Steve Kelman’s article in the November 21st issue of Federal computer Weekly is either a parody or totally overstepping his understanding of the situation. He gets it right in the second sentence when he says DARPA was “…seeking to encourage development of technology that can be used for riderless vehicles in battle.” After that, it goes down hill.

Four sentences later, he lays out the premise that poisons the rest of the article: “The Grand Challenge could be seen as an innovative procurement process – procurement by contest.” Stop. Nobody ever said anybody was procuring anything. Based on his background, Steve surely knows this. Yet, he continues with irrelevant discussion.

“The biggest problem” is that DARPA offered the prize money “without regard to how much the individual or team had spent.” Uh.. so… and the point is?? Prize money isn’t proportional to what a contestant spends. DARPA paid a value they thought the gain was worth. That is disconnected and irrelevant to how much it costs to get there. Microsoft used to sell software this way, by the way. It used to be that you pay your fees and get to use the software to make as much money as you want. Sometime around the year 2000, the licensing changed and now Microsoft charges companies for multiple use licenses based on what you accomplish with the software. Pretty sad, but I see more and more of our society going to this tangled co-risk mentality. Socialized business risk, sort of. Yuk.

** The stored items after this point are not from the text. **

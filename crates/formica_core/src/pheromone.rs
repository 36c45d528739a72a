//! Dual-channel pheromone field for stigmergic trail building

use crate::config::PheromoneConfig;
use formica_data::{PheromoneChannel, Position};
use serde::{Deserialize, Serialize};

/// Pheromone intensities of a single cell
#[derive(Debug, Clone, Copy, Default, PartialEq, Serialize, Deserialize)]
pub struct PheromoneCell {
    pub food: f32, // 0.0 - max_intensity
    pub home: f32, // 0.0 - max_intensity
}

impl PheromoneCell {
    #[inline]
    pub fn get(&self, channel: PheromoneChannel) -> f32 {
        match channel {
            PheromoneChannel::Food => self.food,
            PheromoneChannel::Home => self.home,
        }
    }

    fn slot(&mut self, channel: PheromoneChannel) -> &mut f32 {
        match channel {
            PheromoneChannel::Food => &mut self.food,
            PheromoneChannel::Home => &mut self.home,
        }
    }

    pub fn deposit(&mut self, channel: PheromoneChannel, amount: f32, max: f32) {
        let slot = self.slot(channel);
        *slot = (*slot + amount.max(0.0)).clamp(0.0, max);
    }

    pub fn evaporate(&mut self, keep: f32, threshold: f32) {
        self.food *= keep;
        self.home *= keep;

        // Clean up very small values
        if self.food < threshold {
            self.food = 0.0;
        }
        if self.home < threshold {
            self.home = 0.0;
        }
    }
}

/// Grid-shaped pheromone map.
///
/// Diffusion reads exclusively from `back_buffer`, a copy of the field taken
/// before the pass starts, so the result does not depend on scan order.
#[derive(Serialize, Deserialize, Clone, Debug)]
pub struct PheromoneField {
    cells: Vec<PheromoneCell>,
    #[serde(skip)]
    back_buffer: Vec<PheromoneCell>,
    width: u16,
    height: u16,
    params: PheromoneConfig,
}

impl PheromoneField {
    pub fn new(width: u16, height: u16, params: PheromoneConfig) -> Self {
        let cells = vec![PheromoneCell::default(); width as usize * height as usize];
        let back_buffer = cells.clone();
        Self {
            cells,
            back_buffer,
            width,
            height,
            params,
        }
    }

    #[inline(always)]
    fn index(&self, pos: Position) -> Option<usize> {
        if pos.x < 0 || pos.y < 0 || pos.x >= self.width as i32 || pos.y >= self.height as i32 {
            return None;
        }
        Some(pos.y as usize * self.width as usize + pos.x as usize)
    }

    pub fn width(&self) -> u16 {
        self.width
    }

    pub fn height(&self) -> u16 {
        self.height
    }

    pub fn params(&self) -> &PheromoneConfig {
        &self.params
    }

    /// Adds `amount` to `channel` at `pos`, clamped to the maximum intensity.
    /// Returns `false` when `pos` is outside the field.
    pub fn deposit(&mut self, pos: Position, channel: PheromoneChannel, amount: f32) -> bool {
        let max = self.params.max_intensity;
        match self.index(pos) {
            Some(idx) => {
                self.cells[idx].deposit(channel, amount, max);
                true
            }
            None => false,
        }
    }

    /// Multiplicative decay of both channels in every cell.
    pub fn evaporate(&mut self) {
        let keep = 1.0 - self.params.evaporation_rate;
        let threshold = self.params.min_threshold;
        for cell in &mut self.cells {
            cell.evaporate(keep, threshold);
        }
    }

    /// Blends every cell with the mean of its in-bounds neighbours.
    pub fn diffuse(&mut self) {
        if self.back_buffer.len() != self.cells.len() {
            self.back_buffer = self.cells.clone();
        } else {
            self.back_buffer.copy_from_slice(&self.cells);
        }

        let rate = self.params.diffusion_rate;
        let max = self.params.max_intensity;
        let w = self.width as i32;
        let h = self.height as i32;

        for y in 0..h {
            for x in 0..w {
                let mut food_sum = 0.0f32;
                let mut home_sum = 0.0f32;
                let mut count = 0u32;

                for dy in -1..=1 {
                    for dx in -1..=1 {
                        if dx == 0 && dy == 0 {
                            continue;
                        }
                        let nx = x + dx;
                        let ny = y + dy;
                        if nx >= 0 && nx < w && ny >= 0 && ny < h {
                            let n = &self.back_buffer[ny as usize * w as usize + nx as usize];
                            food_sum += n.food;
                            home_sum += n.home;
                            count += 1;
                        }
                    }
                }

                let idx = y as usize * w as usize + x as usize;
                let own = self.back_buffer[idx];
                if count > 0 {
                    let cell = &mut self.cells[idx];
                    cell.food = (own.food * (1.0 - rate) + food_sum * rate / count as f32)
                        .clamp(0.0, max);
                    cell.home = (own.home * (1.0 - rate) + home_sum * rate / count as f32)
                        .clamp(0.0, max);
                }
            }
        }
    }

    /// Intensity at `pos`, or 0 outside the field.
    pub fn intensity(&self, pos: Position, channel: PheromoneChannel) -> f32 {
        self.index(pos)
            .map(|idx| self.cells[idx].get(channel))
            .unwrap_or(0.0)
    }

    /// Strongest value among the up to eight neighbours of `pos`.
    pub fn max_neighbor_intensity(&self, pos: Position, channel: PheromoneChannel) -> f32 {
        if self.index(pos).is_none() {
            return 0.0;
        }
        formica_data::Direction::ALL
            .iter()
            .map(|d| self.intensity(pos.step(*d), channel))
            .fold(0.0f32, f32::max)
    }

    pub fn get_cell(&self, pos: Position) -> Option<&PheromoneCell> {
        self.index(pos).map(|idx| &self.cells[idx])
    }

    /// Overwrites both channels at `pos`, clamped into range.
    pub fn set(&mut self, pos: Position, food: f32, home: f32) -> bool {
        let max = self.params.max_intensity;
        match self.index(pos) {
            Some(idx) => {
                self.cells[idx] = PheromoneCell {
                    food: food.clamp(0.0, max),
                    home: home.clamp(0.0, max),
                };
                true
            }
            None => false,
        }
    }

    pub fn clear(&mut self, pos: Position) {
        if let Some(idx) = self.index(pos) {
            self.cells[idx] = PheromoneCell::default();
        }
    }

    pub fn reset(&mut self) {
        self.cells.fill(PheromoneCell::default());
        tracing::debug!("Pheromone field reset");
    }

    /// Reallocates both buffers for new dimensions. Same-size calls are no-ops.
    pub fn resize(&mut self, width: u16, height: u16) {
        if width == self.width && height == self.height {
            return;
        }
        let len = width as usize * height as usize;
        self.cells = vec![PheromoneCell::default(); len];
        self.back_buffer = vec![PheromoneCell::default(); len];
        self.width = width;
        self.height = height;
    }

    pub fn total(&self, channel: PheromoneChannel) -> f32 {
        self.cells.iter().map(|c| c.get(channel)).sum()
    }

    pub fn cells(&self) -> &[PheromoneCell] {
        &self.cells
    }
}
//! Error types for formica_io crate.
//!
//! Provides structured error handling for every persistence format: the
//! binary save file, rkyv snapshots, JSON and the statistics log.

use formica_core::SimError;
use thiserror::Error;

/// Main error type for formica_io operations.
#[derive(Error, Debug)]
pub enum IoError {
    /// Serialization/deserialization errors
    #[error("Serialization error: {0}")]
    Serialization(String),

    /// Rkyv-specific errors
    #[error("Rkyv error: {0}")]
    Rkyv(String),

    /// File system errors
    #[error("File system error: {0}")]
    FileSystem(#[from] std::io::Error),

    /// JSON parsing errors
    #[error("JSON error: {0}")]
    Json(#[from] serde_json::Error),

    /// Malformed save file content
    #[error("Format error: {0}")]
    Format(String),

    /// Input ended in the middle of a record
    #[error("Unexpected end of data while reading {0}")]
    Truncated(String),

    /// Validation errors
    #[error("Validation error: {0}")]
    Validation(String),

    /// Decoded data the engine refused to accept
    #[error("Simulation error: {0}")]
    Simulation(#[from] SimError),

    /// Generic error with context
    #[error("{context}: {source}")]
    Context {
        context: String,
        source: Box<IoError>,
    },
}

/// Result type alias for formica_io operations.
pub type Result<T> = std::result::Result<T, IoError>;

impl IoError {
    /// Creates a new serialization error.
    #[must_use]
    pub fn serialization<S: Into<String>>(msg: S) -> Self {
        Self::Serialization(msg.into())
    }

    /// Creates a new Rkyv error.
    #[must_use]
    pub fn rkyv<S: Into<String>>(msg: S) -> Self {
        Self::Rkyv(msg.into())
    }

    /// Creates a new format error.
    #[must_use]
    pub fn format<S: Into<String>>(msg: S) -> Self {
        Self::Format(msg.into())
    }

    /// Creates a new truncation error naming the field being read.
    #[must_use]
    pub fn truncated<S: Into<String>>(what: S) -> Self {
        Self::Truncated(what.into())
    }

    /// Creates a new validation error.
    #[must_use]
    pub fn validation<S: Into<String>>(msg: S) -> Self {
        Self::Validation(msg.into())
    }

    /// Wraps an error with additional context.
    #[must_use]
    pub fn with_context<S: Into<String>>(self, context: S) -> Self {
        Self::Context {
            context: context.into(),
            source: Box::new(self),
        }
    }
}
//! # Formica IO
//!
//! Persistence layer for the Formica simulation.
//!
//! This crate provides:
//! - Structured error handling with custom error types
//! - The compact binary save file
//! - Full-fidelity rkyv snapshots
//! - JSON helpers and the CSV statistics log

/// Error types and result aliases for I/O operations
pub mod error;
/// rkyv snapshots of complete worlds
pub mod persistence;
/// Binary save file encoding and decoding
pub mod savefile;
/// Validated JSON helpers
pub mod serialization;
/// Per-colony CSV statistics
pub mod statistics;

pub use error::{IoError, Result};
pub use savefile::{load_world, save_world};
pub use serialization::{
    from_json, load_world_json, read_json_file, save_world_json, to_json, to_json_pretty,
    write_json_file,
};
pub use statistics::append_statistics;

“Contest rules didn’t allow the government auditors to check the winner’s cost”. And so… what’s the point? It’s annoyed me anyhow that many government contracts demand accounting procedures from a contractor that “allow government insight into how they spend money.” That seems pretty invasive to me. What if the way I spend money is my original method, a trade secret that gives me competitive advantage, and I don’t want you to know how I make great widgets at half the cost? What if my business model is built on equity and trust rather than debt and cash flow? I don’t *want* you to know my secret for success or my secret for retaining good employees. Go away; I don’t want you to see my costs.

“Simply as a new buying method, the Grand Challenge created risks DARPA might not have known about initially, but they could come back to haunt it.” Steve, again I say, the DARPA GC never was a buying method. What is your point? I think you’ve really missed the point. Either that, or I miss your humor.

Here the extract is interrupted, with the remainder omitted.